Today it is about this family, but there are so many families that are suffering at the hands of this bipartisan policy of cruelty. There are still more than 200 people in offshore detention—200 people still torn from their loved ones, punished for fleeing persecution in whatever way they could. Fourteen people have died unnecessarily from this policy. There is so much blame to share, and the blame sits firmly with those from Liberal and Labor who support this policy—those who put politics ahead of the pain of people who thought that Australia would help them. Australia had become a model, sadly, for this kind of wholesale torture. It is a deep stain on our nation.

It is a failure of leadership. Shame! Shame on all of those in the Liberal and Labor parties who have allowed this to continue for so long. Labor established this system, the Liberals have turned up the torture dial, but both parties back it. And don't forget that the same Liberal and Labor members and senators who have been calling for compassionate solutions over the past week are the same people who voted just last month to give the government the power to indefinitely detain refugees, potentially for the rest of their lives. To those who show compassion for the Murugappans but deny it to all the others in exactly the same or a similar situation: we see you; the Australian people see you; your cowardice will not be forgotten. 

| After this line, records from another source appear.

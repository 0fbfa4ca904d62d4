use chrono::{DateTime, Utc};
use serde_json::Value as JsonValue;
use sha2::{Digest, Sha256};

use crate::error::{LinkError, Result};

use super::notification::NotificationKind;

/// Application event names on the private user channel, without the
/// leading dot some broadcasters prepend.
pub mod names {
    pub const APPLICATION_RECEIVED: &str = "job.application.received";
    pub const JOB_STATUS_CHANGED: &str = "job.status.changed";
    pub const NOTIFICATION_SENT: &str = "notification.sent";
    pub const MESSAGE_SENT: &str = "message.sent";

    /// Every event the notification feed listens to.
    pub const FEED_EVENTS: [&str; 4] = [
        APPLICATION_RECEIVED,
        JOB_STATUS_CHANGED,
        NOTIFICATION_SENT,
        MESSAGE_SENT,
    ];
}

/// Strip the single leading dot upstream senders sometimes add.
///
/// `.message.sent` and `message.sent` name the same logical event.
pub fn normalize_event_name(name: &str) -> &str {
    name.strip_prefix('.').unwrap_or(name)
}

/// Fields common to every application event.
#[derive(Debug, Clone, PartialEq)]
pub struct EventBody {
    /// Server-issued id of the event or of the record it announces
    pub event_id: Option<String>,

    pub title: Option<String>,

    /// Human-readable message (empty when only a title was sent)
    pub message: String,

    pub timestamp: Option<DateTime<Utc>>,

    /// Payload as received, after string decoding
    pub raw: JsonValue,
}

/// Decoded event from the private user channel.
#[derive(Debug, Clone, PartialEq)]
pub enum PushEvent {
    /// A candidate applied to one of the employer's jobs
    ApplicationReceived {
        body: EventBody,
        job_id: Option<String>,
        applicant_name: Option<String>,
    },

    /// A job posting changed state (published, expired, closed, ...)
    JobStatusChanged {
        body: EventBody,
        job_id: Option<String>,
        status: Option<String>,
    },

    /// Generic server notification with its own category
    NotificationSent {
        body: EventBody,
        kind: NotificationKind,
    },

    /// A direct message arrived in a conversation
    MessageSent {
        body: EventBody,
        conversation_id: Option<String>,
        sender_name: Option<String>,
    },
}

impl PushEvent {
    /// Decode an event from its wire name and payload.
    ///
    /// Returns `Ok(None)` for event names this client does not handle and
    /// `Err(SerializationError)` when a handled event carries neither a
    /// title nor a message.
    pub fn decode(event_name: &str, payload: &JsonValue) -> Result<Option<Self>> {
        let name = normalize_event_name(event_name);
        if !names::FEED_EVENTS.contains(&name) {
            return Ok(None);
        }

        let payload = match payload {
            JsonValue::String(encoded) => {
                serde_json::from_str(encoded).unwrap_or_else(|_| payload.clone())
            },
            other => other.clone(),
        };
        let fields = Fields::new(&payload);

        let title = fields.string(&["title", "subject"]);
        let message = fields.string(&["message", "body", "description", "content", "text"]);
        if title.is_none() && message.is_none() {
            return Err(LinkError::SerializationError(format!(
                "Event '{}' carries neither title nor message",
                name
            )));
        }

        let body = EventBody {
            event_id: fields.string(&["event_id", "notification_id", "id"]),
            title,
            message: message.unwrap_or_default(),
            timestamp: fields.timestamp(&["timestamp", "created_at", "sent_at"]),
            raw: payload.clone(),
        };

        let event = match name {
            names::APPLICATION_RECEIVED => PushEvent::ApplicationReceived {
                job_id: fields.string(&["job_id", "jobId"]),
                applicant_name: fields.string(&["applicant_name", "candidate_name", "applicantName"]),
                body,
            },
            names::JOB_STATUS_CHANGED => PushEvent::JobStatusChanged {
                job_id: fields.string(&["job_id", "jobId"]),
                status: fields.string(&["status", "new_status"]),
                body,
            },
            names::NOTIFICATION_SENT => PushEvent::NotificationSent {
                kind: fields
                    .string(&["type", "notification_type", "category"])
                    .map(|t| NotificationKind::from_type_str(&t))
                    .unwrap_or(NotificationKind::System),
                body,
            },
            _ => PushEvent::MessageSent {
                conversation_id: fields.string(&["conversation_id", "conversationId"]),
                sender_name: fields.string(&["sender_name", "senderName", "from"]),
                body,
            },
        };

        Ok(Some(event))
    }

    /// Canonical (dot-less) event name.
    pub fn event_name(&self) -> &'static str {
        match self {
            PushEvent::ApplicationReceived { .. } => names::APPLICATION_RECEIVED,
            PushEvent::JobStatusChanged { .. } => names::JOB_STATUS_CHANGED,
            PushEvent::NotificationSent { .. } => names::NOTIFICATION_SENT,
            PushEvent::MessageSent { .. } => names::MESSAGE_SENT,
        }
    }

    pub fn body(&self) -> &EventBody {
        match self {
            PushEvent::ApplicationReceived { body, .. }
            | PushEvent::JobStatusChanged { body, .. }
            | PushEvent::NotificationSent { body, .. }
            | PushEvent::MessageSent { body, .. } => body,
        }
    }

    /// Server-issued id, if any.
    pub fn event_id(&self) -> Option<&str> {
        self.body().event_id.as_deref()
    }

    pub fn notification_kind(&self) -> NotificationKind {
        match self {
            PushEvent::ApplicationReceived { .. } => NotificationKind::Application,
            PushEvent::JobStatusChanged { .. } => NotificationKind::Job,
            PushEvent::NotificationSent { kind, .. } => *kind,
            PushEvent::MessageSent { .. } => NotificationKind::Message,
        }
    }

    /// Title used when the payload did not carry one.
    pub fn default_title(&self) -> &'static str {
        match self {
            PushEvent::ApplicationReceived { .. } => "New application received",
            PushEvent::JobStatusChanged { .. } => "Job status updated",
            PushEvent::NotificationSent { .. } => "Notification",
            PushEvent::MessageSent { .. } => "New message",
        }
    }

    /// Stable identity of this logical event.
    ///
    /// `<event name>:<server id>` when the server sent an id, otherwise
    /// `<event name>:sha256:<hash of the payload>`. A replay of the same
    /// event after reconnect yields the same key.
    pub fn dedupe_key(&self) -> String {
        match self.event_id() {
            Some(id) => format!("{}:{}", self.event_name(), id),
            None => {
                let mut hasher = Sha256::new();
                hasher.update(self.event_name().as_bytes());
                hasher.update(b"\n");
                hasher.update(self.body().raw.to_string().as_bytes());
                let digest = format!("{:x}", hasher.finalize());
                format!("{}:sha256:{}", self.event_name(), &digest[..32])
            },
        }
    }
}

/// Field lookup over a payload and its nested `data` / `message` objects.
struct Fields<'a> {
    scopes: Vec<&'a serde_json::Map<String, JsonValue>>,
}

impl<'a> Fields<'a> {
    fn new(payload: &'a JsonValue) -> Self {
        let mut scopes = Vec::new();
        if let Some(root) = payload.as_object() {
            scopes.push(root);
            if let Some(data) = root.get("data").and_then(JsonValue::as_object) {
                scopes.push(data);
                if let Some(message) = data.get("message").and_then(JsonValue::as_object) {
                    scopes.push(message);
                }
            }
            if let Some(message) = root.get("message").and_then(JsonValue::as_object) {
                scopes.push(message);
            }
        }
        Self { scopes }
    }

    /// First non-empty string or number under any of `keys`, scope by scope.
    fn string(&self, keys: &[&str]) -> Option<String> {
        self.scopes.iter().find_map(|scope| {
            keys.iter().find_map(|key| match scope.get(*key) {
                Some(JsonValue::String(s)) if !s.trim().is_empty() => Some(s.clone()),
                Some(JsonValue::Number(n)) => Some(n.to_string()),
                _ => None,
            })
        })
    }

    fn timestamp(&self, keys: &[&str]) -> Option<DateTime<Utc>> {
        self.string(keys).and_then(|raw| {
            DateTime::parse_from_rfc3339(&raw)
                .map(|ts| ts.with_timezone(&Utc))
                .ok()
        })
    }
}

Medical neglect and sepsis caused this child to go to hospital. But there is nothing neglectful about what has been done; it is an intentional feature of this system of torture that we have. But it doesn't have to be this way. 

All of us, including people who are fleeing war-torn countries, have the right to live free from danger, be treated with dignity and be given help when we need it most, but this can only happen when we end offshore detention and create a pathway to permanent protection. Until then the Greens will continue to say that, today, this is about one child and one family, but it is also about all of the other children and families who find themselves in this situation, stuck in limbo without a visa, because they've been sent to prison. It is about us all and it's sick. It must end. Enough. Let them go home to Biloela. Let them stay. Let's close the camps, shut down the prisons and start treating refugees and asylum seekers like people.